* [Task] Wherever the string "thread" appears in the records, return the line that holds it.

Task inputs section start

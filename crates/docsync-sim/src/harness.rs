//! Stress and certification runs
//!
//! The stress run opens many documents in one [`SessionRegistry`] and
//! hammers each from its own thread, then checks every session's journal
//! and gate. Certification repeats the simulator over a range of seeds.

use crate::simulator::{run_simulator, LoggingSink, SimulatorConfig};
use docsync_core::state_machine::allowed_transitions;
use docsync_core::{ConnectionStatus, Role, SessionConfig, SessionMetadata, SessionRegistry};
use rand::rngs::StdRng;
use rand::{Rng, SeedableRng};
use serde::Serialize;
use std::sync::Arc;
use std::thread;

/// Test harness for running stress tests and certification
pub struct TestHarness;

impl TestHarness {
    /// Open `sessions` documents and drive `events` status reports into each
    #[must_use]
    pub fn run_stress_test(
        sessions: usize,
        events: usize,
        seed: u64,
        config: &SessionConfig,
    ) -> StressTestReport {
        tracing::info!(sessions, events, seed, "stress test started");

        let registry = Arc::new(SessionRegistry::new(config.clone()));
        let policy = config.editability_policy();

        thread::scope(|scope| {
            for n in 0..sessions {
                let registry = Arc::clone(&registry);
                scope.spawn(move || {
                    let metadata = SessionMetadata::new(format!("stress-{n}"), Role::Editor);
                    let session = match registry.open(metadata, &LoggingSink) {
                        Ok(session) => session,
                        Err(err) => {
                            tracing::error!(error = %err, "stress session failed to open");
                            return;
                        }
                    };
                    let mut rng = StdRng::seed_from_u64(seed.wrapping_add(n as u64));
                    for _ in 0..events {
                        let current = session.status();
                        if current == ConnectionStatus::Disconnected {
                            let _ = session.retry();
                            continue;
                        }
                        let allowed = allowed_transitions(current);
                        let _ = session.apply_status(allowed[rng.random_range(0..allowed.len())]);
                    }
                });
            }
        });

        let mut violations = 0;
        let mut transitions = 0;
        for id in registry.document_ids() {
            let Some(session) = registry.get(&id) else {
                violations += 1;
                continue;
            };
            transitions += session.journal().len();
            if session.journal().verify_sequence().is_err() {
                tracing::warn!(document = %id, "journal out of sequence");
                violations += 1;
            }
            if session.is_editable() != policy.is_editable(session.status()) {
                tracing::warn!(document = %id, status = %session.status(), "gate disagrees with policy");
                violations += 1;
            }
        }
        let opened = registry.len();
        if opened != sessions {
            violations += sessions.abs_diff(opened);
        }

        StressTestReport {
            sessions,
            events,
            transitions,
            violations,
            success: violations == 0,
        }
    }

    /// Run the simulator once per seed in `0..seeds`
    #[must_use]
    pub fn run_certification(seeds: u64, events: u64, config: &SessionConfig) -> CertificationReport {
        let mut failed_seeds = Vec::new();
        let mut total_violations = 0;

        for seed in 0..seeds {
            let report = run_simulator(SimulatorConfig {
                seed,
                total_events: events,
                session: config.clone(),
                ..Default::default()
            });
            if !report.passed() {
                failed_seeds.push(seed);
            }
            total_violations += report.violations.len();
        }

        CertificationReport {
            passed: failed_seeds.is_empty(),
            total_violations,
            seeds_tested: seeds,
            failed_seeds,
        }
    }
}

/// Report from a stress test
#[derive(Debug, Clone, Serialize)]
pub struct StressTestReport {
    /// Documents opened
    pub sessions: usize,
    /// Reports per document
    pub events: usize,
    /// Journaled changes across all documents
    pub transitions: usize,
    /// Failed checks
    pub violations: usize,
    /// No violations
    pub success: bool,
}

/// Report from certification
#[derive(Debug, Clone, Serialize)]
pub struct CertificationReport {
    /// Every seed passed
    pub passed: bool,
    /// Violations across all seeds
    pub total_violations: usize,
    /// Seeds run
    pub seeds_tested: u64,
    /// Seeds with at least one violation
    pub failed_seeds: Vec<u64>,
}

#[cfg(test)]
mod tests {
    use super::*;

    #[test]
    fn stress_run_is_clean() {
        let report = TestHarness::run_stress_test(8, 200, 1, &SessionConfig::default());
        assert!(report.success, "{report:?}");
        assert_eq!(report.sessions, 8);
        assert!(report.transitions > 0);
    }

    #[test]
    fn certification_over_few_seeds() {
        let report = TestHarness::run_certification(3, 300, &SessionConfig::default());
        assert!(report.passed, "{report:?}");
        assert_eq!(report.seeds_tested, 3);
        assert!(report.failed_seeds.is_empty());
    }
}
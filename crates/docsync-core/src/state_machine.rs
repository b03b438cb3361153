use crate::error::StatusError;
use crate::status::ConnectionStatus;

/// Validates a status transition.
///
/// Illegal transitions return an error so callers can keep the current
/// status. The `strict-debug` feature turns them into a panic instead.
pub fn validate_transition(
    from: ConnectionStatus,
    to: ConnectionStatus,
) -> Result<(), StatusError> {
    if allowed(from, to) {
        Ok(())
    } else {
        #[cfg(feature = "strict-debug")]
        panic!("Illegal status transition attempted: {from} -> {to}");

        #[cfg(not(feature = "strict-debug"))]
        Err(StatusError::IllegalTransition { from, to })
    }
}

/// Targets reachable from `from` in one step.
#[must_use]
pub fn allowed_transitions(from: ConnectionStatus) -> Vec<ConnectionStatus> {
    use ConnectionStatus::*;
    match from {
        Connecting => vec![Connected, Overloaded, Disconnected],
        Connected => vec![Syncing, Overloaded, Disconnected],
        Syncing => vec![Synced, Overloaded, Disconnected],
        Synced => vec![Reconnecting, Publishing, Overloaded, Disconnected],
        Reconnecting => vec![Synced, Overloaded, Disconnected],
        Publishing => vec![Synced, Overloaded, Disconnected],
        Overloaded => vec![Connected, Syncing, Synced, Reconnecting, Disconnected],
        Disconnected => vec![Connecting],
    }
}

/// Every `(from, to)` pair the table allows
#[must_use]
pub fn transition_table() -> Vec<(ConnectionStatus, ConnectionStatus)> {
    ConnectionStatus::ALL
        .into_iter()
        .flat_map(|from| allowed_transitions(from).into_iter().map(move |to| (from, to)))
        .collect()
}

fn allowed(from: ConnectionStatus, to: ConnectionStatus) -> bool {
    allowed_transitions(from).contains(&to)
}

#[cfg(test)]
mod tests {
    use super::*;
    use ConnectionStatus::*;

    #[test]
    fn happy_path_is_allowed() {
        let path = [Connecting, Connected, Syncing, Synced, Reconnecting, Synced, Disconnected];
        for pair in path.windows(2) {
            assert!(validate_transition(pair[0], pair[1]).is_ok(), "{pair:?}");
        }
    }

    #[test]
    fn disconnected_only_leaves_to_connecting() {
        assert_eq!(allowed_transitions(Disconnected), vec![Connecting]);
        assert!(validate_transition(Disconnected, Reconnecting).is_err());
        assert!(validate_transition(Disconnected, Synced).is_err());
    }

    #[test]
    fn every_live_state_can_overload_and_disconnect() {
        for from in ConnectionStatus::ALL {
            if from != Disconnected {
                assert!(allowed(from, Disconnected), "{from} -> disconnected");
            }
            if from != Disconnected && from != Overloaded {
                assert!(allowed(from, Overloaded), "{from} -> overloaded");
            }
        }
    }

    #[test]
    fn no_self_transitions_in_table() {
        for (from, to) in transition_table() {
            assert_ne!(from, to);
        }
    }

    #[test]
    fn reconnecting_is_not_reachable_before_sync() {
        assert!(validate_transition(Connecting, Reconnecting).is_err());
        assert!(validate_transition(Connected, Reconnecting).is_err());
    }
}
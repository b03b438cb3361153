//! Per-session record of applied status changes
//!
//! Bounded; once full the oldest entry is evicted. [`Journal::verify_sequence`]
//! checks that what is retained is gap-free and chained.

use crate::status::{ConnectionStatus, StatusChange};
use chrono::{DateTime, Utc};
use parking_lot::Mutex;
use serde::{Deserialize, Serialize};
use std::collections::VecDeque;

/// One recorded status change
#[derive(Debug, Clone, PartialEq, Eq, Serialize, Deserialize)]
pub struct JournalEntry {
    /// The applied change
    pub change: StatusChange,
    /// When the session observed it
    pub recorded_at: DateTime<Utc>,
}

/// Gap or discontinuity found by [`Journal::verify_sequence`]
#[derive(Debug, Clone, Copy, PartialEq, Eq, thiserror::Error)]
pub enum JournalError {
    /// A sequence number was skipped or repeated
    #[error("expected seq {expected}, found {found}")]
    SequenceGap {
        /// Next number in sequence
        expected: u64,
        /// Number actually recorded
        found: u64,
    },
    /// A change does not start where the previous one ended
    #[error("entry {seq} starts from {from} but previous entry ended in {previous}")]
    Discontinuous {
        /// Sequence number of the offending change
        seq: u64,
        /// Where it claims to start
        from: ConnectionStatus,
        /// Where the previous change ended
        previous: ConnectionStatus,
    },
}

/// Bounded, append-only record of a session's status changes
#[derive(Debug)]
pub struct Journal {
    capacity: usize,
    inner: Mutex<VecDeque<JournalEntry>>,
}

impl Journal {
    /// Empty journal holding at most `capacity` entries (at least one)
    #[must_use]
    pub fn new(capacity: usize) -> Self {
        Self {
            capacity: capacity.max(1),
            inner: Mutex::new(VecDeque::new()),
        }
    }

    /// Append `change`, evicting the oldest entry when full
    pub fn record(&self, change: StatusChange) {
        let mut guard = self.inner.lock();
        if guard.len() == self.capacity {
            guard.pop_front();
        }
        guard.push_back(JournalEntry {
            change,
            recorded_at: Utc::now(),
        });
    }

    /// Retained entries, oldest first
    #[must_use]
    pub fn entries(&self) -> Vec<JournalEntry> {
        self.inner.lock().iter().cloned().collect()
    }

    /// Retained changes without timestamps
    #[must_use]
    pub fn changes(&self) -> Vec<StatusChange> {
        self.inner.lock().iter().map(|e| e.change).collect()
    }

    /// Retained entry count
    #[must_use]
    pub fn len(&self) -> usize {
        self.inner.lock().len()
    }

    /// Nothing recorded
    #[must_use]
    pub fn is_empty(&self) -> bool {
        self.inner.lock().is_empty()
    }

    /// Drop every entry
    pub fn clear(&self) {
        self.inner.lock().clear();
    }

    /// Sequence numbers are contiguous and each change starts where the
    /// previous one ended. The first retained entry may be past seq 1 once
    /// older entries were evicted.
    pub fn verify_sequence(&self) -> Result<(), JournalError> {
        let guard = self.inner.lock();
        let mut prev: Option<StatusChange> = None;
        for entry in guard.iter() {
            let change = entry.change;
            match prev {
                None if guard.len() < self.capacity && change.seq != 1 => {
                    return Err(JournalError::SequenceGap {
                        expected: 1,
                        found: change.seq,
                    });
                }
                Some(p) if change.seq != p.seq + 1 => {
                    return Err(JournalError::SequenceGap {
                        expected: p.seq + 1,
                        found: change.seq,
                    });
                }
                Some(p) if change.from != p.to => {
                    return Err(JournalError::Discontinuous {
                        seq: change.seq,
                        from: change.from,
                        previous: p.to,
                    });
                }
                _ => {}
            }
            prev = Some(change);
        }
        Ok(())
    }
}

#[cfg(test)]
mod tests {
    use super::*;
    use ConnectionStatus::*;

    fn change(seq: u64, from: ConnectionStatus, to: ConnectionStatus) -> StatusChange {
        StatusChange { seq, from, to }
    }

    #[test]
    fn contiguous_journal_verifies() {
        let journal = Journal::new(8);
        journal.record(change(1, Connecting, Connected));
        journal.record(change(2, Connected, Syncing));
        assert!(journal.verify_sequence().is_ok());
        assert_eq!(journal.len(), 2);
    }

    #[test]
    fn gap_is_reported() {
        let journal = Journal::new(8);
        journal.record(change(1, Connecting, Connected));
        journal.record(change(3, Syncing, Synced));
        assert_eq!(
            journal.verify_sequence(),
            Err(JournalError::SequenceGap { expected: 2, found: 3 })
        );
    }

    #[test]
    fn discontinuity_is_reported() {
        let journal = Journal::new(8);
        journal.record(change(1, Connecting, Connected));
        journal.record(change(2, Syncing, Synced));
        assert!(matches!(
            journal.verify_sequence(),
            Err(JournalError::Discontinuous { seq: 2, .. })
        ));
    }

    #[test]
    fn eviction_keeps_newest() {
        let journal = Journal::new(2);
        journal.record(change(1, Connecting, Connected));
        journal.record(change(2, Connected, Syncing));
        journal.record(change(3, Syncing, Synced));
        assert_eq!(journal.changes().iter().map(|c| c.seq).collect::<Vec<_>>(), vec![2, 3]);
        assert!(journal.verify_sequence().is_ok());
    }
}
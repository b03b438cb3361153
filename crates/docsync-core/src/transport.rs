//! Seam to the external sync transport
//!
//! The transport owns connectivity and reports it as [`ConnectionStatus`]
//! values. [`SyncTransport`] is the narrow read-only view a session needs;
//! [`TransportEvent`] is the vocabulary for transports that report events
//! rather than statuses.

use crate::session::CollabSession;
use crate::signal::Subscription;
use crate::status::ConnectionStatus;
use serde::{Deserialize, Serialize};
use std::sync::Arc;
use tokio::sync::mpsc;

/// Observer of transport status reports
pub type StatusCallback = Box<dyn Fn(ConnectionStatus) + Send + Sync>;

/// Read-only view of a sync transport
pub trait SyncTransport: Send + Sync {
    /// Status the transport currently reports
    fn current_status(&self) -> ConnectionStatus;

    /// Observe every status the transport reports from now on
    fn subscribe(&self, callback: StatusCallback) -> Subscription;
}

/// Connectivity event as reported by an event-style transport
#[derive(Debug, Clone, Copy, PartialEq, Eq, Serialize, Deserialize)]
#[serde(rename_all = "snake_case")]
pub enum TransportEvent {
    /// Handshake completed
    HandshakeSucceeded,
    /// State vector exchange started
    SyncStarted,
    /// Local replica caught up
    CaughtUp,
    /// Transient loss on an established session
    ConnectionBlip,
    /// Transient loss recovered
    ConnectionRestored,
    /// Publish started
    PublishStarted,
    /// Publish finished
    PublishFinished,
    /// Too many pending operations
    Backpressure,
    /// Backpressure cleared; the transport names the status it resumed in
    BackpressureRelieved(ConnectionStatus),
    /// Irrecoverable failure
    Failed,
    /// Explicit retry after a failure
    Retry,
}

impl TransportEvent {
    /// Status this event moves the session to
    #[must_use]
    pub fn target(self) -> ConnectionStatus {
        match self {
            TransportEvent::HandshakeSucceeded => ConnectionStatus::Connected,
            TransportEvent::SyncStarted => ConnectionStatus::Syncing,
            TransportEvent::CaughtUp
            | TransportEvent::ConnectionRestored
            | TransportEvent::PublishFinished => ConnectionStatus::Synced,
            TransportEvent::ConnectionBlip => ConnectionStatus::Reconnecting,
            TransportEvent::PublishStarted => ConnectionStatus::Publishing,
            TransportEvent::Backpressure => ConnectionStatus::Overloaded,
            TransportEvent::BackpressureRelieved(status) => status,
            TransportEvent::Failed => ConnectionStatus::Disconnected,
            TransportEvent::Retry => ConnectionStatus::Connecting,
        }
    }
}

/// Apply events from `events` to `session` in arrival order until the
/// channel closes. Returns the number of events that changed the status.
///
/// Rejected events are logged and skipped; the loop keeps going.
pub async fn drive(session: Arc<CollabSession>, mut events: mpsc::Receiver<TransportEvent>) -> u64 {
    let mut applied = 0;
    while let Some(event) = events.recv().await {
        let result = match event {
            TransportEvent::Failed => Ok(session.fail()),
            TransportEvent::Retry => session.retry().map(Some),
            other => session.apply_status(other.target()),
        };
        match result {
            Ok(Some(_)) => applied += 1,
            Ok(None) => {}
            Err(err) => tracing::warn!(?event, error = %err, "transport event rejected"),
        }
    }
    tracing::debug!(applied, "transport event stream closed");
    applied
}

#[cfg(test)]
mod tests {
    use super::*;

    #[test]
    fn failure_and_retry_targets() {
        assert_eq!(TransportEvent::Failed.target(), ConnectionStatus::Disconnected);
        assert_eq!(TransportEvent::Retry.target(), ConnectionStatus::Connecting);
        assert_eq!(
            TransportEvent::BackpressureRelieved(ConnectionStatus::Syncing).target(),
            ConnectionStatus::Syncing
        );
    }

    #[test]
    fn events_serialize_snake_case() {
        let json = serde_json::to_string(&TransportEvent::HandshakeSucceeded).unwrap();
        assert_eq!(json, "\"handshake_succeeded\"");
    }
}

Task inputs section end

* [The completed task]
//! hammers each from its own thread, then checks every session's journal
use std::thread;
        thread::scope(|scope| {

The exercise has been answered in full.